Posts Tagged ‘unemployment’

Selling something? Maybe trying to sell your house? Here is the first of our top 5 projects to boost your home’s value for resale.

July 21st, 2010

Have you already decided to move rather than remodel but you still find yourself thinking abut remodeling anyway to make your house more appealing to would-be buyers, cut the time it takes to sell it and maybe even get more cash in hand when you sell? Well while you’re expanding, why not tuck in a new master bedroom suite above the addition? You’ll get all of your money back when you eventually sell your house, right?

Not so fast.
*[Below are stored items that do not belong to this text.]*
//! # trackloop CLI library
//!
//! 控制循环的编排层，供 `trackloop` 二进制与端到端测试共用。
//!
//! - [`pipeline`]: 控制循环、调度器、退出清理
//! - [`perception`]: 内置颜色标记检测器与检测后处理
//! - [`overrides`]: 命令行覆盖配置

pub mod error;
pub mod overrides;
pub mod perception;
pub mod pipeline;

pub use error::{CliError, Outcome, EXIT_FAILURE};
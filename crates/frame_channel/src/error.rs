//! Frame channel 错误类型

use std::path::PathBuf;

use contracts::ContractError;
use thiserror::Error;

/// Frame channel 错误
#[derive(Debug, Error)]
pub enum FrameChannelError {
    /// 区域文件不存在 (生产者尚未创建)
    #[error("shared region {path:?} does not exist")]
    RegionMissing { path: PathBuf },

    /// 区域大小不足 (生产者尚未完成 resize)
    #[error("shared region {path:?} is {len} bytes, need at least {required}")]
    RegionUndersized {
        path: PathBuf,
        len: usize,
        required: usize,
    },

    /// 载荷超出映射容量
    #[error("payload of {size} bytes exceeds maximum {max}")]
    PayloadTooLarge { size: usize, max: usize },

    /// 载荷长度与 stride × height 不符
    #[error("payload is {actual} bytes, header describes {expected}")]
    PayloadMismatch { expected: usize, actual: usize },

    #[error(transparent)]
    Io(#[from] std::io::Error),
}

impl From<FrameChannelError> for ContractError {
    fn from(err: FrameChannelError) -> Self {
        match err {
            FrameChannelError::RegionMissing { ref path }
            | FrameChannelError::RegionUndersized { ref path, .. } => {
                ContractError::region_unavailable(path.display().to_string(), err.to_string())
            }
            FrameChannelError::Io(e) => ContractError::Io(e),
            other => ContractError::Other(other.to_string()),
        }
    }
}

/// Frame channel Result 类型别名
pub type Result<T> = std::result::Result<T, FrameChannelError>;
//! UdpSink - 通过 UDP 发送修正包
//!
//! 每个修正量一个 20 字节数据报，尽力而为：失败不重试，由调用方节流记录。

use std::net::SocketAddr;
use std::time::Duration;

use contracts::{ContractError, CorrectionPacket, CorrectionSink};
use tokio::net::UdpSocket;
use tracing::{debug, instrument};

use crate::error::TransportError;

/// 单次发送的超时上限
pub const SEND_TIMEOUT: Duration = Duration::from_millis(50);

/// UDP Sink
#[derive(Debug)]
pub struct UdpSink {
    name: String,
    target: SocketAddr,
    socket: Option<UdpSocket>,
}

impl UdpSink {
    /// 解析 `host:port` 并建立已连接的 socket
    #[instrument(name = "udp_sink_connect", skip(name))]
    pub async fn connect(name: impl Into<String>, endpoint: &str) -> Result<Self, TransportError> {
        let target = tokio::net::lookup_host(endpoint)
            .await
            .map_err(|e| TransportError::invalid_endpoint(endpoint, e.to_string()))?
            .next()
            .ok_or_else(|| TransportError::invalid_endpoint(endpoint, "no address resolved"))?;

        Self::connect_addr(name, target).await
    }

    /// 直接使用已解析的地址
    pub async fn connect_addr(
        name: impl Into<String>,
        target: SocketAddr,
    ) -> Result<Self, TransportError> {
        let bind_addr = if target.is_ipv4() {
            "0.0.0.0:0"
        } else {
            "[::]:0"
        };
        let socket = UdpSocket::bind(bind_addr).await?;
        socket.connect(target).await?;

        let name = name.into();
        debug!(sink = %name, target = %target, "UDP socket connected");

        Ok(Self {
            name,
            target,
            socket: Some(socket),
        })
    }

    pub fn target(&self) -> SocketAddr {
        self.target
    }

    pub fn is_open(&self) -> bool {
        self.socket.is_some()
    }

    async fn transmit(&self, data: &[u8]) -> Result<(), TransportError> {
        let socket = self.socket.as_ref().ok_or_else(|| TransportError::Closed {
            sink_name: self.name.clone(),
        })?;

        match tokio::time::timeout(SEND_TIMEOUT, socket.send(data)).await {
            Ok(result) => {
                result?;
                Ok(())
            }
            Err(_) => Err(TransportError::Timeout {
                sink_name: self.name.clone(),
            }),
        }
    }
}

impl CorrectionSink for UdpSink {
    fn name(&self) -> &str {
        &self.name
    }

    #[instrument(
        name = "udp_sink_send",
        skip(self, packet),
        fields(sink = %self.name, frame_id = packet.frame_id)
    )]
    async fn send(&mut self, packet: &CorrectionPacket) -> Result<(), ContractError> {
        let data = packet.encode();
        self.transmit(&data).await.map_err(|e| match e {
            TransportError::Io(io) => ContractError::sink_send(&self.name, io.to_string()),
            other => other.into(),
        })
    }

    async fn close(&mut self) -> Result<(), ContractError> {
        if self.socket.take().is_some() {
            debug!(sink = %self.name, "UdpSink closed");
        }
        Ok(())
    }
}
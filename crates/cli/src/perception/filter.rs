//! Post-filter applied to any adapter's raw detections.

use contracts::{ContractError, Detection, Frame, PerceptionAdapter, PerceptionConfig};

/// Confidence threshold, class allow-list, detection cap
#[derive(Debug, Clone, PartialEq)]
pub struct PostFilter {
    pub confidence: f32,
    pub classes: Vec<u32>,
    pub max_detections: usize,
}

impl PostFilter {
    pub fn from_config(config: &PerceptionConfig) -> Self {
        Self {
            confidence: config.confidence,
            classes: config.classes().to_vec(),
            max_detections: config.max_detections,
        }
    }

    /// Keep allowed, confident, finite detections; highest confidence first
    ///
    /// The sort is stable, so equal confidences keep the adapter's order.
    pub fn apply(&self, mut detections: Vec<Detection>) -> Vec<Detection> {
        detections.retain(|d| {
            d.confidence >= self.confidence
                && self.classes.contains(&d.class_id)
                && d.bbox.is_finite()
        });
        detections.sort_by(|a, b| b.confidence.total_cmp(&a.confidence));
        detections.truncate(self.max_detections);
        detections
    }
}

/// Adapter wrapper running [`PostFilter`] after detection
pub struct Filtered<P> {
    inner: P,
    filter: PostFilter,
}

impl<P: PerceptionAdapter> Filtered<P> {
    pub fn new(inner: P, filter: PostFilter) -> Self {
        Self { inner, filter }
    }

    pub fn inner(&self) -> &P {
        &self.inner
    }

    pub fn filter(&self) -> &PostFilter {
        &self.filter
    }
}

impl<P: PerceptionAdapter> PerceptionAdapter for Filtered<P> {
    fn name(&self) -> &str {
        self.inner.name()
    }

    fn detect(&mut self, frame: &Frame) -> Result<Vec<Detection>, ContractError> {
        let raw = self.inner.detect(frame)?;
        Ok(self.filter.apply(raw))
    }
}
While many home-remodeling projects are a great way to add value to your home, not all of them are ironclad cash-back guarantees. Before you invest a significant amount of your precious home equity into remodeling projects, it’s wise to do a little homework on what kind of payback you can expect for various home projects in your area. A good place to start is the Cost vs. Value report published annually by the National Association of Realtors, or NAR, and Remodeling magazine. The report provides a synopsis of the top projects, the average costs of the projects and their average rate of investment return at resale. It also gives you a city-by-city guide on what various home projects will pay back at resale. Real estate experts caution that these numbers can differ significantly depending on your state, city or even neighborhood. So use these numbers as a starting point, but consider getting the advice of a Realtor and/or remodeling contractor before you commit to a big home project. These experts can familiarize you with remodeling payback figures tailored to your state, city, or town.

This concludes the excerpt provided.